Wednesday, 9 October 2013
Dear Alex, Today I needed you...
Window open, I hear the wind, strong, the darkness outside and I can hear the sea tonight, the wind must be in the right direction.
I have just got the kids to bed, and didn't read tonight with them, so I sit here with guilt weighing upon me. I was too low. Eyes too tired, head spinning too much, I needed to shut myself away in the room I do not share with you upstairs and write to my imaginary you, my you who used to be sat there next to me, to comfort, console and care. The imaginary you I write to now, although I will never pass these letters on to you, because you are gone, that you is gone...eons ago it feels.
The Care agency currently providing your care, pulled out this morning, giving two weeks' notice. I, and the CCG, (your mum too is trying what she can too) now have to frantically find a Care agency who can fulfil the role of providing care for you. I imagine there were several reasons, but their pulling out makes me question me, and I become very down on myself. That is until I speak to one of your Care commissioning nurses. Who reassures me she would be just the same, and I should not change. I insist that care is given alongside aiding you, not care given, doing everything for you, all the time. I am present, I encourage, advise and correct a great deal, but that's because I have extremely high expectations and standards and values for you...And this is all about you. So after being winded by the news just after the school run, I sit for a while, ponder how I am and then look at why, and ask myself should I, or would I change? ...

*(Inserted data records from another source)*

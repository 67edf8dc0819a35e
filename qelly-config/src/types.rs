//! Value types stored in the configuration file.

use serde::{Deserialize, Serialize};

/// A keybinding configuration entry
#[derive(Debug, Clone, PartialEq, Eq, Serialize, Deserialize)]
pub struct KeyBinding {
    /// Key combination string, e.g., "CmdOrCtrl+T"
    pub key: String,
    /// Action name, e.g., "new_tab"
    pub action: String,
}

impl KeyBinding {
    pub fn new(key: &str, action: &str) -> Self {
        Self {
            key: key.to_string(),
            action: action.to_string(),
        }
    }
}

/// How tab labels are derived from the pane title and the tab position
#[derive(Debug, Clone, Copy, PartialEq, Eq, Serialize, Deserialize, Default)]
#[serde(rename_all = "snake_case")]
pub enum TabLabelStyle {
    /// Show the title exactly as given
    #[default]
    Title,
    /// Prefix the title with its 1-based position ("3. bbs.example.org")
    Numbered,
}

/// Log level for the debug log file.
///
/// `RUST_LOG` and the `--log-level` CLI flag take precedence.
#[derive(Debug, Clone, Copy, PartialEq, Eq, Serialize, Deserialize, Default)]
#[serde(rename_all = "lowercase")]
pub enum LogLevel {
    /// No logging (log file not created)
    #[default]
    Off,
    /// Errors only
    Error,
    /// Warnings and errors
    Warn,
    /// Informational messages
    Info,
    /// Debug messages
    Debug,
    /// Most verbose
    Trace,
}

impl LogLevel {
    /// Convert to `log::LevelFilter`
    pub fn to_level_filter(self) -> log::LevelFilter {
        match self {
            LogLevel::Off => log::LevelFilter::Off,
            LogLevel::Error => log::LevelFilter::Error,
            LogLevel::Warn => log::LevelFilter::Warn,
            LogLevel::Info => log::LevelFilter::Info,
            LogLevel::Debug => log::LevelFilter::Debug,
            LogLevel::Trace => log::LevelFilter::Trace,
        }
    }
}
//! Commit data types
//!
//! - `object_id`: opaque commit identifiers
//! - `commit`: immutable commit records with signatures

pub mod commit;
pub mod object_id;

/// Length of an abbreviated object ID
pub const SHORT_OID_LENGTH: usize = 7;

...And no, no I will not, because I am caring and providing for my family-you and the four children-and what I do for you, and all the idiosyncrasies of you as a person, how to be with you, encourage you and get the best out of you, is paramount, as it should be. I am on the hunt for another agency now- no small feat.
In amongst this, I am still trying to do speech therapy with you, physio with you, cook for you, clean up eternally after you, not just you, but the four kids too. Four sets of homework, four sets of reading, four sets of letters from school that need addressing, four bedtimes...And then our dog, who had to be taken in again today to the vets (third time in a week) as he has an eye abscess and it needed operating on!
Today I needed you with my whole being, to take something off my hands, or to just give me a cuddle, or even to ask 'are you alright, babes?'
How I ache for you to care about me.
Long to hear you ask if I am ok, or how my day has been...
Crave your eyes to see me and your arms to reach out to me.
Today I needed you.
More than normal, all day I cried, tears would well and spill over, with no control.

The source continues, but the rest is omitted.